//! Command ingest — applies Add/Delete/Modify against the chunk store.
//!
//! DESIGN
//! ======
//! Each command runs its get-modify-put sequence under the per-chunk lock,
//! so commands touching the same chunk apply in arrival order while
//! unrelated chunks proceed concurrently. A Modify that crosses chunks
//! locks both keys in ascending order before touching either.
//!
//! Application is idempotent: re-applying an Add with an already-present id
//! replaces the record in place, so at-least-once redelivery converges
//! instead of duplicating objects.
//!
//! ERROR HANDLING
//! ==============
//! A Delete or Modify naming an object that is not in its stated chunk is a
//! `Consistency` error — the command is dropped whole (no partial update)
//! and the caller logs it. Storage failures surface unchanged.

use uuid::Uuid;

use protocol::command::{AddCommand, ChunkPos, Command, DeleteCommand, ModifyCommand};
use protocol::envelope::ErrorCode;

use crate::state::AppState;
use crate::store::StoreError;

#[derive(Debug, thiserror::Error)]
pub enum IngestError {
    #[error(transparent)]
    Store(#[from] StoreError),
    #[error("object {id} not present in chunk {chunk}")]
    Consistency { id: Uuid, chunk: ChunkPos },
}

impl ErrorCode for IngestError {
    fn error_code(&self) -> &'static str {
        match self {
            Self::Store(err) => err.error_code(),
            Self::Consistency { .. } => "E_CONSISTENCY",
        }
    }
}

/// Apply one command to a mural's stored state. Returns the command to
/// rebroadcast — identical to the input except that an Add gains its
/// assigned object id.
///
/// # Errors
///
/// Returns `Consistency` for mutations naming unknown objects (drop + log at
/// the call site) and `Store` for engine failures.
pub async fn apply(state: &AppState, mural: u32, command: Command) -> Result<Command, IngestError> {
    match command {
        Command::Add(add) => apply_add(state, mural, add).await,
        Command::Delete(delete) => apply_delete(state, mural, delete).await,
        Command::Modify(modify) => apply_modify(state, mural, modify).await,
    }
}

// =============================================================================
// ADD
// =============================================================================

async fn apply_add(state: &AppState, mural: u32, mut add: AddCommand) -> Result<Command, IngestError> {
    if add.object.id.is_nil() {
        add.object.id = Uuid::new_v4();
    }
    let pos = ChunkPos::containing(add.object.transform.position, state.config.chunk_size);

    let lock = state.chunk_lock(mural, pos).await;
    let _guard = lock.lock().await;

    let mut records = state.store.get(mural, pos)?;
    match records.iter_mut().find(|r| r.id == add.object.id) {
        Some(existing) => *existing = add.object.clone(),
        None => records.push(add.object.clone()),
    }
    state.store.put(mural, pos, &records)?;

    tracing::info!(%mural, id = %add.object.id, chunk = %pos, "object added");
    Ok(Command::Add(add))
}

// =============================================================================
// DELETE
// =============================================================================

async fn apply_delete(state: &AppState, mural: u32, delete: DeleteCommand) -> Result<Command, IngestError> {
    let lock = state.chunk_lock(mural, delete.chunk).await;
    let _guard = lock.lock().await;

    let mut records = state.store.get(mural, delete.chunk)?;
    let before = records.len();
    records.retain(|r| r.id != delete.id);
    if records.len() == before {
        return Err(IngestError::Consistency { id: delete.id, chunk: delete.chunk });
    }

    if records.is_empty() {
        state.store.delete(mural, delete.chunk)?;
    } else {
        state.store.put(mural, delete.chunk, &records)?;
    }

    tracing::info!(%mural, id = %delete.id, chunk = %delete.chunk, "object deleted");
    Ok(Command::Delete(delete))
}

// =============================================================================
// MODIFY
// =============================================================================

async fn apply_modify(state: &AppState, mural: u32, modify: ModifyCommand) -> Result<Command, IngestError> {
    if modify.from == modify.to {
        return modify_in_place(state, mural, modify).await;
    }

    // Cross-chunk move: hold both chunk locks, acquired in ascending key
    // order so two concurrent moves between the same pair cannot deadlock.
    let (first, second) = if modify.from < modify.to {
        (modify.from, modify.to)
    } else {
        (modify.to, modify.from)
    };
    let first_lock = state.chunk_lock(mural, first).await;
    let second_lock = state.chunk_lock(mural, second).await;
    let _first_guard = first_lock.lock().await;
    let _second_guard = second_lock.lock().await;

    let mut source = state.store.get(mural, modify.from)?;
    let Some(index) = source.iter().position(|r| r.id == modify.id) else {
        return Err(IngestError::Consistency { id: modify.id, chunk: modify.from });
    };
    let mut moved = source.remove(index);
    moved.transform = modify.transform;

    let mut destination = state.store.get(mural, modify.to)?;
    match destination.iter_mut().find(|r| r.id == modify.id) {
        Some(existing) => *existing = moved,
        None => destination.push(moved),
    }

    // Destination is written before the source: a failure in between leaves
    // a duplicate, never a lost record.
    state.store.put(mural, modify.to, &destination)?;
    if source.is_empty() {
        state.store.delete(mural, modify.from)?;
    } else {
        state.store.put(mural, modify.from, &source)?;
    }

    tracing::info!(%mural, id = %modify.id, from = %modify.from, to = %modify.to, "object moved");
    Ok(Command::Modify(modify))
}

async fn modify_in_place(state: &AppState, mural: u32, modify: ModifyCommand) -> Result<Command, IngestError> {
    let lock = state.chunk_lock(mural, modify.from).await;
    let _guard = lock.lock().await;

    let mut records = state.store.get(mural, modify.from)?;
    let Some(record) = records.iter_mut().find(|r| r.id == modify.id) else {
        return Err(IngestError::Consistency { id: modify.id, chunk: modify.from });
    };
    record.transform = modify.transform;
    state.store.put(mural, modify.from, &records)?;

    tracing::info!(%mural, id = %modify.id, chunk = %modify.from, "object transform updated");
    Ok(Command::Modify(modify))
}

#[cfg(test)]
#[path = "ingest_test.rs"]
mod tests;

Directions: Each line in the records above must be returned exactly as it stands.

Answer to this problem:
//! Command ingest — applies Add/Delete/Modify against the chunk store.
//!
//! DESIGN
//! ======
//! Each command runs its get-modify-put sequence under the per-chunk lock,
//! so commands touching the same chunk apply in arrival order while
//! unrelated chunks proceed concurrently. A Modify that crosses chunks
//! locks both keys in ascending order before touching either.
//!
//! Application is idempotent: re-applying an Add with an already-present id
//! replaces the record in place, so at-least-once redelivery converges
//! instead of duplicating objects.
//!
//! ERROR HANDLING
//! ==============
//! A Delete or Modify naming an object that is not in its stated chunk is a
//! `Consistency` error — the command is dropped whole (no partial update)
//! and the caller logs it. Storage failures surface unchanged.

use uuid::Uuid;

use protocol::command::{AddCommand, ChunkPos, Command, DeleteCommand, ModifyCommand};
use protocol::envelope::ErrorCode;

use crate::state::AppState;
use crate::store::StoreError;

#[derive(Debug, thiserror::Error)]
pub enum IngestError {
    #[error(transparent)]
    Store(#[from] StoreError),
    #[error("object {id} not present in chunk {chunk}")]
    Consistency { id: Uuid, chunk: ChunkPos },
}

impl ErrorCode for IngestError {
    fn error_code(&self) -> &'static str {
        match self {
            Self::Store(err) => err.error_code(),
            Self::Consistency { .. } => "E_CONSISTENCY",
        }
    }
}

/// Apply one command to a mural's stored state. Returns the command to
/// rebroadcast — identical to the input except that an Add gains its
/// assigned object id.
///
/// # Errors
///
/// Returns `Consistency` for mutations naming unknown objects (drop + log at
/// the call site) and `Store` for engine failures.
pub async fn apply(state: &AppState, mural: u32, command: Command) -> Result<Command, IngestError> {
    match command {
        Command::Add(add) => apply_add(state, mural, add).await,
        Command::Delete(delete) => apply_delete(state, mural, delete).await,
        Command::Modify(modify) => apply_modify(state, mural, modify).await,
    }
}

// =============================================================================
// ADD
// =============================================================================

async fn apply_add(state: &AppState, mural: u32, mut add: AddCommand) -> Result<Command, IngestError> {
    if add.object.id.is_nil() {
        add.object.id = Uuid::new_v4();
    }
    let pos = ChunkPos::containing(add.object.transform.position, state.config.chunk_size);

    let lock = state.chunk_lock(mural, pos).await;
    let _guard = lock.lock().await;

    let mut records = state.store.get(mural, pos)?;
    match records.iter_mut().find(|r| r.id == add.object.id) {
        Some(existing) => *existing = add.object.clone(),
        None => records.push(add.object.clone()),
    }
    state.store.put(mural, pos, &records)?;

    tracing::info!(%mural, id = %add.object.id, chunk = %pos, "object added");
    Ok(Command::Add(add))
}

// =============================================================================
// DELETE
// =============================================================================

async fn apply_delete(state: &AppState, mural: u32, delete: DeleteCommand) -> Result<Command, IngestError> {
    let lock = state.chunk_lock(mural, delete.chunk).await;
    let _guard = lock.lock().await;

    let mut records = state.store.get(mural, delete.chunk)?;
    let before = records.len();
    records.retain(|r| r.id != delete.id);
    if records.len() == before {
        return Err(IngestError::Consistency { id: delete.id, chunk: delete.chunk });
    }

    if records.is_empty() {
        state.store.delete(mural, delete.chunk)?;
    } else {
        state.store.put(mural, delete.chunk, &records)?;
    }

    tracing::info!(%mural, id = %delete.id, chunk = %delete.chunk, "object deleted");
    Ok(Command::Delete(delete))
}

// =============================================================================
// MODIFY
// =============================================================================

async fn apply_modify(state: &AppState, mural: u32, modify: ModifyCommand) -> Result<Command, IngestError> {
    if modify.from == modify.to {
        return modify_in_place(state, mural, modify).await;
    }

    // Cross-chunk move: hold both chunk locks, acquired in ascending key
    // order so two concurrent moves between the same pair cannot deadlock.
    let (first, second) = if modify.from < modify.to {
        (modify.from, modify.to)
    } else {
        (modify.to, modify.from)
    };
    let first_lock = state.chunk_lock(mural, first).await;
    let second_lock = state.chunk_lock(mural, second).await;
    let _first_guard = first_lock.lock().await;
    let _second_guard = second_lock.lock().await;

    let mut source = state.store.get(mural, modify.from)?;
    let Some(index) = source.iter().position(|r| r.id == modify.id) else {
        return Err(IngestError::Consistency { id: modify.id, chunk: modify.from });
    };
    let mut moved = source.remove(index);
    moved.transform = modify.transform;

    let mut destination = state.store.get(mural, modify.to)?;
    match destination.iter_mut().find(|r| r.id == modify.id) {
        Some(existing) => *existing = moved,
        None => destination.push(moved),
    }

    // Destination is written before the source: a failure in between leaves
    // a duplicate, never a lost record.
    state.store.put(mural, modify.to, &destination)?;
    if source.is_empty() {
        state.store.delete(mural, modify.from)?;
    } else {
        state.store.put(mural, modify.from, &source)?;
    }

    tracing::info!(%mural, id = %modify.id, from = %modify.from, to = %modify.to, "object moved");
    Ok(Command::Modify(modify))
}

async fn modify_in_place(state: &AppState, mural: u32, modify: ModifyCommand) -> Result<Command, IngestError> {
    let lock = state.chunk_lock(mural, modify.from).await;
    let _guard = lock.lock().await;

    let mut records = state.store.get(mural, modify.from)?;
    let Some(record) = records.iter_mut().find(|r| r.id == modify.id) else {
        return Err(IngestError::Consistency { id: modify.id, chunk: modify.from });
    };
    record.transform = modify.transform;
    state.store.put(mural, modify.from, &records)?;

    tracing::info!(%mural, id = %modify.id, chunk = %modify.from, "object transform updated");
    Ok(Command::Modify(modify))
}

#[cfg(test)]
#[path = "ingest_test.rs"]
mod tests;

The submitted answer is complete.